TO DO: Your response should contain every line from the data below that holds the string "parse".

======== GIVEN DATA

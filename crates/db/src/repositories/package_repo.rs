//! Repository for the `packages` table.

use sqlx::types::Json;
use sqlx::PgPool;
use vitrine_core::types::DbId;

use crate::content_table::ContentTable;
use crate::models::package::{CreatePackage, Package, UpdatePackage};
use crate::repositories::SortableRepo;

/// Column list shared across queries to avoid repetition.
const COLUMNS: &str = "id, name, slug, description, price_cents, currency, billing_period, \
    features, is_featured, cta_label, cta_url, sort_order, is_active, deleted_at, \
    created_at, updated_at";

/// Currency used when a package is created without one.
const DEFAULT_CURRENCY: &str = "USD";

/// Provides CRUD operations for pricing packages.
pub struct PackageRepo;

impl PackageRepo {
    /// Insert a new package under `slug`.
    pub async fn create(
        pool: &PgPool,
        input: &CreatePackage,
        slug: &str,
    ) -> Result<Package, sqlx::Error> {
        let mut tx = pool.begin().await?;
        let sort_order = match input.sort_order {
            Some(order) => order,
            None => SortableRepo::next_sort_order(&mut tx, ContentTable::Packages).await?,
        };
        let query = format!(
            "INSERT INTO packages \
                (name, slug, description, price_cents, currency, billing_period, features, \
                 is_featured, cta_label, cta_url, sort_order, is_active) \
             VALUES ($1, $2, $3, $4, $5, $6, $7, COALESCE($8, false), $9, $10, $11, \
                     COALESCE($12, true)) \
             RETURNING {COLUMNS}"
        );
        let row = sqlx::query_as::<_, Package>(&query)
            .bind(&input.name)
            .bind(slug)
            .bind(&input.description)
            .bind(input.price_cents)
            .bind(input.currency.as_deref().unwrap_or(DEFAULT_CURRENCY))
            .bind(&input.billing_period)
            .bind(Json(&input.features))
            .bind(input.is_featured)
            .bind(&input.cta_label)
            .bind(&input.cta_url)
            .bind(sort_order)
            .bind(input.is_active)
            .fetch_one(&mut *tx)
            .await?;
        tx.commit().await?;
        Ok(row)
    }

    /// Find a live package by id.
    pub async fn find_by_id(pool: &PgPool, id: DbId) -> Result<Option<Package>, sqlx::Error> {
        let query = format!("SELECT {COLUMNS} FROM packages WHERE id = $1 AND deleted_at IS NULL");
        sqlx::query_as::<_, Package>(&query)
            .bind(id)
            .fetch_optional(pool)
            .await
    }

    /// List live packages in display order.
    pub async fn list(pool: &PgPool, include_inactive: bool) -> Result<Vec<Package>, sqlx::Error> {
        let query = format!(
            "SELECT {COLUMNS} FROM packages \
             WHERE deleted_at IS NULL AND ($1 OR is_active = true) \
             ORDER BY sort_order, id"
        );
        sqlx::query_as::<_, Package>(&query)
            .bind(include_inactive)
            .fetch_all(pool)
            .await
    }

    /// Update a package. Only non-`None` fields are applied; a supplied
    /// `features` list replaces the stored one.
    pub async fn update(
        pool: &PgPool,
        id: DbId,
        input: &UpdatePackage,
    ) -> Result<Option<Package>, sqlx::Error> {
        let query = format!(
            "UPDATE packages SET \
                name = COALESCE($2, name), \
                slug = COALESCE($3, slug), \
                description = COALESCE($4, description), \
                price_cents = COALESCE($5, price_cents), \
                currency = COALESCE($6, currency), \
                billing_period = COALESCE($7, billing_period), \
                features = COALESCE($8, features), \
                is_featured = COALESCE($9, is_featured), \
                cta_label = COALESCE($10, cta_label), \
                cta_url = COALESCE($11, cta_url), \
                is_active = COALESCE($12, is_active) \
             WHERE id = $1 AND deleted_at IS NULL \
             RETURNING {COLUMNS}"
        );
        sqlx::query_as::<_, Package>(&query)
            .bind(id)
            .bind(&input.name)
            .bind(&input.slug)
            .bind(&input.description)
            .bind(input.price_cents)
            .bind(&input.currency)
            .bind(&input.billing_period)
            .bind(input.features.as_ref().map(Json))
            .bind(input.is_featured)
            .bind(&input.cta_label)
            .bind(&input.cta_url)
            .bind(input.is_active)
            .fetch_optional(pool)
            .await
    }
}
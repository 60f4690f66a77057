//! Service offering shown on the services page.

use serde::{Deserialize, Serialize};
use sqlx::FromRow;
use vitrine_core::types::{DbId, Timestamp};

/// A row from the `services` table.
#[derive(Debug, Clone, FromRow, Serialize)]
pub struct Service {
    pub id: DbId,
    pub title: String,
    pub slug: String,
    pub summary: Option<String>,
    pub description: Option<String>,
    pub icon: Option<String>,
    pub image_url: Option<String>,
    pub sort_order: i32,
    pub is_active: bool,
    pub deleted_at: Option<Timestamp>,
    pub created_at: Timestamp,
    pub updated_at: Timestamp,
}

/// DTO for creating a service. `slug` is derived from `title` when omitted.
#[derive(Debug, Clone, Deserialize)]
pub struct CreateService {
    pub title: String,
    pub slug: Option<String>,
    pub summary: Option<String>,
    pub description: Option<String>,
    pub icon: Option<String>,
    pub image_url: Option<String>,
    pub sort_order: Option<i32>,
    pub is_active: Option<bool>,
}

/// DTO for updating a service. All fields optional.
#[derive(Debug, Clone, Default, Deserialize)]
pub struct UpdateService {
    pub title: Option<String>,
    pub slug: Option<String>,
    pub summary: Option<String>,
    pub description: Option<String>,
    pub icon: Option<String>,
    pub image_url: Option<String>,
    pub is_active: Option<bool>,
}
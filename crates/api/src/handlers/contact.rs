//! Admin handlers for `/admin/contact` (contact form inbox).

use axum::extract::{Path, Query, State};
use axum::http::StatusCode;
use axum::Json;
use serde::{Deserialize, Serialize};
use serde_json::json;
use vitrine_core::audit::action_types;
use vitrine_core::error::CoreError;
use vitrine_core::status::SubmissionStatus;
use vitrine_core::types::DbId;
use vitrine_db::models::contact::{ContactQuery, ContactSubmission, StatusCount};
use vitrine_db::repositories::ContactSubmissionRepo;

use super::audit;
use crate::error::{AppError, AppResult};
use crate::middleware::rbac::RequireEditor;
use crate::response::{DataResponse, Page};
use crate::state::AppState;

/// Body of `PUT /admin/contact/{id}/status`.
#[derive(Debug, Deserialize)]
pub struct SetStatusRequest {
    pub status: String,
}

/// Inbox listing plus per-status counts for the filter tabs.
#[derive(Debug, Serialize)]
pub struct ContactInbox {
    #[serde(flatten)]
    pub page: Page<ContactSubmission>,
    pub status_counts: Vec<StatusCount>,
}

/// GET /api/v1/admin/contact?status=&search=&limit=&offset=
pub async fn list_submissions(
    State(state): State<AppState>,
    RequireEditor(_user): RequireEditor,
    Query(params): Query<ContactQuery>,
) -> AppResult<Json<DataResponse<ContactInbox>>> {
    if let Some(status) = &params.status {
        SubmissionStatus::parse(status)?;
    }

    let items = ContactSubmissionRepo::list(&state.pool, &params).await?;
    let total = ContactSubmissionRepo::count(&state.pool, &params).await?;
    let status_counts = ContactSubmissionRepo::status_counts(&state.pool).await?;

    Ok(Json(DataResponse {
        data: ContactInbox {
            page: Page { items, total },
            status_counts,
        },
    }))
}

/// GET /api/v1/admin/contact/{id}
pub async fn get_submission(
    State(state): State<AppState>,
    RequireEditor(_user): RequireEditor,
    Path(id): Path<DbId>,
) -> AppResult<Json<DataResponse<ContactSubmission>>> {
    let submission = ContactSubmissionRepo::find_by_id(&state.pool, id)
        .await?
        .ok_or(AppError::Core(CoreError::NotFound {
            entity: "ContactSubmission",
            id,
        }))?;
    Ok(Json(DataResponse { data: submission }))
}

/// PUT /api/v1/admin/contact/{id}/status
///
/// Move a submission through `new`, `read`, `replied`, `archived`.
pub async fn set_status(
    State(state): State<AppState>,
    RequireEditor(user): RequireEditor,
    Path(id): Path<DbId>,
    Json(input): Json<SetStatusRequest>,
) -> AppResult<Json<DataResponse<ContactSubmission>>> {
    let status = SubmissionStatus::parse(&input.status)?;

    let submission = ContactSubmissionRepo::set_status(&state.pool, id, status.as_str())
        .await?
        .ok_or(AppError::Core(CoreError::NotFound {
            entity: "ContactSubmission",
            id,
        }))?;

    audit::record(
        &state,
        &user,
        action_types::ENTITY_UPDATE,
        "contact_submissions",
        Some(id),
        Some(json!({ "status": status.as_str() })),
    )
    .await;

    Ok(Json(DataResponse { data: submission }))
}

/// DELETE /api/v1/admin/contact/{id}
pub async fn delete_submission(
    State(state): State<AppState>,
    RequireEditor(user): RequireEditor,
    Path(id): Path<DbId>,
) -> AppResult<StatusCode> {
    if !ContactSubmissionRepo::soft_delete(&state.pool, id).await? {
        return Err(AppError::Core(CoreError::NotFound {
            entity: "ContactSubmission",
            id,
        }));
    }

    audit::record(
        &state,
        &user,
        action_types::ENTITY_DELETE,
        "contact_submissions",
        Some(id),
        None,
    )
    .await;

    Ok(StatusCode::NO_CONTENT)
}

================

OUTPUT OF THE TASK:
        SubmissionStatus::parse(status)?;
    let status = SubmissionStatus::parse(&input.status)?;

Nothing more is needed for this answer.